-3

I am not entirely sure but it looks like the values being posted by my forms e.g. Text1 for my first text box, are not being recognized by PHP.

Been wrestling with it all night, hopefully someone can help? Thanx.

<?php
$dbhost = 'localhost';
$dbuser = 'xeuser';
$dbpass = 'xepass';
$conn = mysql_connect($dbhost, $dbuser, $dbpass);

if(! $conn )
{
 die('Could not connect: ' . mysql_error());
}

$sql = 'INSERT INTO `amis_q1`.`crop1_8_9` (
`IDENTIFICATION` , `ADD` , `MARKET` , `DISTRICT` , `ENUMERATOR` , `Seller` , `Name_of_Unit` , `Number_of_Sellers` , `Average_Weight` , `Estimated_Weights` , `Type_of_Seller` , `Tramsport` , `Source` , `Remarks` , `CHECKED` , `BY` , `SUPERVISOR` , `OFFICE` , `DATE` , `INITIALS`
)
VALUES 
(   $_POST['Text1'],'$_POST[Text2]','$_POST[Text3]','$_POST[Text4]','$_POST[Text5]','$_POST[Text6]','$_POST[Text7]','$_POST[Text8]','$_POST[Text9]','$_POST[Text10]','$_POST[Text11]','$_POST[Text12]','$_POST[Text13]','$_POST[Text14]','$_POST[Text15]','$_POST[Text16]','$_POST[Text17]','$_POST[Text18]','$_POST[Text19]','$_POST[Text20]'
)';

mysql_select_db('amis_q1');
$retval = mysql_query( $sql, $conn );
if(! $retval )
{
 die('Could not enter data: ' . mysql_error());
}
print 'Inputted';
mysql_close($conn);
?>
Marc Audet
  • 46,011
  • 11
  • 63
  • 83
Xak1987
  • 3
  • 1
  • 2
    Please stop what you're doing and read a PHP tutorial. Even if your code worked (it's a very basic syntax error, caused by unescaped `'`), it would be **terribly** vulnerable to SQL injection. – user229044 Aug 22 '13 at 21:06
  • What are `Text1`, `Text2` .. ? – Sahil Mittal Aug 22 '13 at 21:06
  • Post the HTML, we can't tell whats wrong just looking at the server side code – tomaroo Aug 22 '13 at 21:06
  • And where is your `HTML Form`? – Hashem Qolami Aug 22 '13 at 21:06
  • @All The problem is pretty obvious if you read the question, stop asking for HTML, it's completely unrelated.

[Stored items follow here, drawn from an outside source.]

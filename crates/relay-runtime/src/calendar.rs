//! Calendar actions and event time computation.

use crate::capability::{CalendarCapability, NewEvent};
use crate::context::{ContextUpdate, ResultItem};
use crate::dispatcher::StepOutcome;
use chrono::{
    DateTime, Days, FixedOffset, NaiveDate, NaiveTime, SecondsFormat, TimeDelta, Utc,
};
use regex::Regex;
use relay_core::{ActionStep, CalendarActionKind, CalendarConfig, DispatchError, Service};
use std::sync::LazyLock;

const ACTION_CREATE: &str = "create";

/// "3pm", "3 PM", "10:30am", "9 a.m."
static MERIDIEM_TIME: LazyLock<Regex> = LazyLock::new(|| {
    Regex::new(r"(?i)^(\d{1,2})(?::(\d{2}))?\s*([ap])\.?\s*m\.?$").expect("valid time regex")
});

/// "14:00", "9:05"
static CLOCK_TIME: LazyLock<Regex> =
    LazyLock::new(|| Regex::new(r"^(\d{1,2}):(\d{2})$").expect("valid time regex"));

/// Day an event falls on, before resolution against the clock.
#[derive(Debug, Clone, PartialEq, Eq)]
pub enum EventDay {
    Today,
    Tomorrow,
    On(NaiveDate),
}

impl EventDay {
    pub fn parse(value: &str) -> Result<Self, DispatchError> {
        match value.trim().to_lowercase().as_str() {
            "today" => Ok(EventDay::Today),
            "tomorrow" => Ok(EventDay::Tomorrow),
            other => NaiveDate::parse_from_str(other, "%Y-%m-%d")
                .map(EventDay::On)
                .map_err(|_| {
                    DispatchError::invalid_parameter(
                        ACTION_CREATE,
                        "date",
                        format!("expected YYYY-MM-DD, 'today' or 'tomorrow', got '{}'", value),
                    )
                }),
        }
    }

    fn resolve(&self, today: NaiveDate) -> Option<NaiveDate> {
        match self {
            EventDay::Today => Some(today),
            EventDay::Tomorrow => today.checked_add_days(Days::new(1)),
            EventDay::On(date) => Some(*date),
        }
    }
}

/// When an event happens: an explicit window or a day with an optional time.
#[derive(Debug, Clone, PartialEq, Eq)]
pub enum EventWhen {
    Explicit { start: String, end: String },
    Day { day: EventDay, time: Option<NaiveTime> },
}

/// Parse a wall-clock time such as "3pm", "10:30 am" or "14:00".
pub fn parse_time(value: &str) -> Result<NaiveTime, DispatchError> {
    let value = value.trim();
    let invalid = || {
        DispatchError::invalid_parameter(
            ACTION_CREATE,
            "time",
            format!("expected a time like '3pm' or '15:00', got '{}'", value),
        )
    };

    let (hour, minute) = if let Some(caps) = MERIDIEM_TIME.captures(value) {
        let hour: u32 = caps[1].parse().map_err(|_| invalid())?;
        let minute: u32 = caps.get(2).map_or(Ok(0), |m| m.as_str().parse()).map_err(|_| invalid())?;
        if !(1..=12).contains(&hour) {
            return Err(invalid());
        }
        let pm = caps[3].eq_ignore_ascii_case("p");
        let hour = match (hour, pm) {
            (12, false) => 0,
            (12, true) => 12,
            (h, false) => h,
            (h, true) => h + 12,
        };
        (hour, minute)
    } else if let Some(caps) = CLOCK_TIME.captures(value) {
        let hour: u32 = caps[1].parse().map_err(|_| invalid())?;
        let minute: u32 = caps[2].parse().map_err(|_| invalid())?;
        (hour, minute)
    } else {
        return Err(invalid());
    };

    NaiveTime::from_hms_opt(hour, minute, 0).ok_or_else(invalid)
}

/// Compute the RFC3339 start and end of an event.
///
/// A day without a time yields a one-hour slot at `default_start_hour`. A
/// given time yields a one-hour slot starting at that time. Both are local to
/// `offset`, and relative days are taken relative to `now` at that offset.
pub fn event_window(
    when: &EventWhen,
    now: DateTime<Utc>,
    offset: FixedOffset,
    default_start_hour: u32,
) -> Result<(String, String), DispatchError> {
    let (day, time) = match when {
        EventWhen::Explicit { start, end } => return Ok((start.clone(), end.clone())),
        EventWhen::Day { day, time } => (day, time),
    };

    let today = now.with_timezone(&offset).date_naive();
    let date = day.resolve(today).ok_or_else(|| {
        DispatchError::invalid_parameter(ACTION_CREATE, "date", "date out of range")
    })?;
    let time = match time {
        Some(t) => *t,
        None => NaiveTime::from_hms_opt(default_start_hour, 0, 0).ok_or_else(|| {
            DispatchError::invalid_parameter(
                ACTION_CREATE,
                "time",
                format!("default start hour {} is not a valid hour", default_start_hour),
            )
        })?,
    };

    let start = date
        .and_time(time)
        .and_local_timezone(offset)
        .single()
        .ok_or_else(|| DispatchError::invalid_parameter(ACTION_CREATE, "date", "ambiguous local time"))?;
    let end = start + TimeDelta::hours(1);

    Ok((
        start.to_rfc3339_opts(SecondsFormat::Secs, false),
        end.to_rfc3339_opts(SecondsFormat::Secs, false),
    ))
}

#[derive(Debug, Clone, PartialEq)]
pub enum CalendarAction {
    List {
        count: usize,
    },
    Create {
        summary: String,
        description: Option<String>,
        when: EventWhen,
    },
}

impl CalendarAction {
    pub fn parse(step: &ActionStep, config: &CalendarConfig) -> Result<Self, DispatchError> {
        let kind = CalendarActionKind::parse(&step.action).ok_or_else(|| {
            DispatchError::UnsupportedAction {
                service: Service::Calendar,
                action: step.action.clone(),
            }
        })?;
        let name = kind.name();
        let p = &step.parameters;

        match kind {
            CalendarActionKind::List => Ok(CalendarAction::List {
                count: p
                    .count(name, &["count", "maxResults", "max_results"])?
                    .unwrap_or(config.default_list_count),
            }),
            CalendarActionKind::Create => {
                let when = match (p.string("start"), p.string("end"), p.string("date")) {
                    (Some(start), Some(end), _) => {
                        for (key, value) in [("start", &start), ("end", &end)] {
                            DateTime::parse_from_rfc3339(value).map_err(|e| {
                                DispatchError::invalid_parameter(name, key, e.to_string())
                            })?;
                        }
                        EventWhen::Explicit { start, end }
                    }
                    (_, _, Some(date)) => EventWhen::Day {
                        day: EventDay::parse(&date)?,
                        time: p.string("time").map(|t| parse_time(&t)).transpose()?,
                    },
                    (Some(_), None, None) => return Err(DispatchError::missing_parameter(name, "end")),
                    (None, Some(_), None) => {
                        return Err(DispatchError::missing_parameter(name, "start"));
                    }
                    (None, None, None) => return Err(DispatchError::missing_parameter(name, "date")),
                };

                Ok(CalendarAction::Create {
                    summary: p
                        .string_any(&["summary", "title"])
                        .unwrap_or_else(|| config.default_title.clone()),
                    description: p.string("description"),
                    when,
                })
            }
        }
    }
}

/// Runs calendar actions against one capability.
pub struct CalendarExecutor<'a> {
    pub calendar: &'a dyn CalendarCapability,
    pub config: &'a CalendarConfig,
    pub now: DateTime<Utc>,
}

impl CalendarExecutor<'_> {
    pub async fn run(&self, action: CalendarAction) -> Result<StepOutcome, DispatchError> {
        match action {
            CalendarAction::List { count } => {
                let events = self.calendar.list_upcoming(count).await?;
                let lines: Vec<String> = std::iter::once(format!("{} upcoming events", events.len()))
                    .chain(events.iter().map(|e| format!("- {} {} ({})", e.start, e.summary, e.id)))
                    .collect();
                let items = events
                    .into_iter()
                    .map(|e| {
                        ResultItem::new(e.id)
                            .with("start", e.start)
                            .with("summary", e.summary)
                    })
                    .collect();
                Ok(StepOutcome::new(ContextUpdate::Replace(items)).lines(lines))
            }
            CalendarAction::Create {
                summary,
                description,
                when,
            } => {
                let (start, end) = event_window(
                    &when,
                    self.now,
                    self.config.offset(),
                    self.config.default_start_hour,
                )?;
                let event = NewEvent {
                    summary,
                    start,
                    end,
                    description,
                    time_zone: Some(self.config.time_zone.clone()),
                };
                let created = self.calendar.insert_event(&event).await?;

                let mut outcome = StepOutcome::new(ContextUpdate::Replace(vec![ResultItem::new(
                    created.id.clone(),
                )]))
                .line(format!("Event '{}' created for {}", event.summary, event.start));
                if let Some(link) = created.link {
                    outcome = outcome.line(link);
                }
                Ok(outcome)
            }
        }
    }
}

He has glaring syntax errors in his PHP. – user229044 Aug 22 '13 at 21:07
  • 1
    You are using [an **obsolete** database API](http://stackoverflow.com/q/12859942/19068) and should use a [modern replacement](http://php.net/manual/en/mysqlinfo.api.choosing.php). You are also **vulnerable to [SQL injection attacks](http://bobby-tables.com/)** that a modern API would make it easier to [defend](http://stackoverflow.com/questions/60174/best-way-to-prevent-sql-injection-in-php) yourself from. – Quentin Aug 22 '13 at 21:27

1 Answers1

1

Overarching problems: don't use mysql functions, and read about SQL injection, as your code (and the correct code below) are both extremely flawed from a security perspective.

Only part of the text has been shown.